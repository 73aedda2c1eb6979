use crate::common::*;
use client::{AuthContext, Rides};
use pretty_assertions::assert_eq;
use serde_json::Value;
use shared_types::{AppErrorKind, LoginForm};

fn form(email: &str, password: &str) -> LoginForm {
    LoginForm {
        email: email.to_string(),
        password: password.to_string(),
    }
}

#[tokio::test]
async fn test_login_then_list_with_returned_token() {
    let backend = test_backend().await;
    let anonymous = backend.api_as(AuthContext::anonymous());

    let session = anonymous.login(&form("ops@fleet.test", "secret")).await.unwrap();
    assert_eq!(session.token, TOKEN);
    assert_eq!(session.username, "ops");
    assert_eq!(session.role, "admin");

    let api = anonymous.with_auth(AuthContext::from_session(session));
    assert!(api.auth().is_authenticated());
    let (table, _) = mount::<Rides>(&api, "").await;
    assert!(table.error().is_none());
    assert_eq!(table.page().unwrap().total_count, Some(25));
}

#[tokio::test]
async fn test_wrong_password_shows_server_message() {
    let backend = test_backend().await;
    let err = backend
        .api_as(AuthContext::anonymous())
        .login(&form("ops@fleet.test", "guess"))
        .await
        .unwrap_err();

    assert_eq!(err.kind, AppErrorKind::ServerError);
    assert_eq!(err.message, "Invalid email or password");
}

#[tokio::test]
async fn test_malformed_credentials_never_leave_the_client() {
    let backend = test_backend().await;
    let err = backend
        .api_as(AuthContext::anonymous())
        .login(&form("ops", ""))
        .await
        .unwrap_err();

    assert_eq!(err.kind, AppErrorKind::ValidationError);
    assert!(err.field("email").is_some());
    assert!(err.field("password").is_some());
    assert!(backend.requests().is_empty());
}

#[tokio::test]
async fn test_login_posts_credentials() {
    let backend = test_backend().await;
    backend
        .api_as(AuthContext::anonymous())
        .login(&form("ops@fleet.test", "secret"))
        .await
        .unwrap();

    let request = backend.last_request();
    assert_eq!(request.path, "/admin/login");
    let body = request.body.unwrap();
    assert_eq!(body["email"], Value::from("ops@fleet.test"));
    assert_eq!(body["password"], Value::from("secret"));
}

TASK DESCRIPTION:
Could you show every line of the material that includes the string "async"?

EXERCISE SOLUTION:
async fn test_login_then_list_with_returned_token() {
async fn test_wrong_password_shows_server_message() {
async fn test_malformed_credentials_never_leave_the_client() {
async fn test_login_posts_credentials() {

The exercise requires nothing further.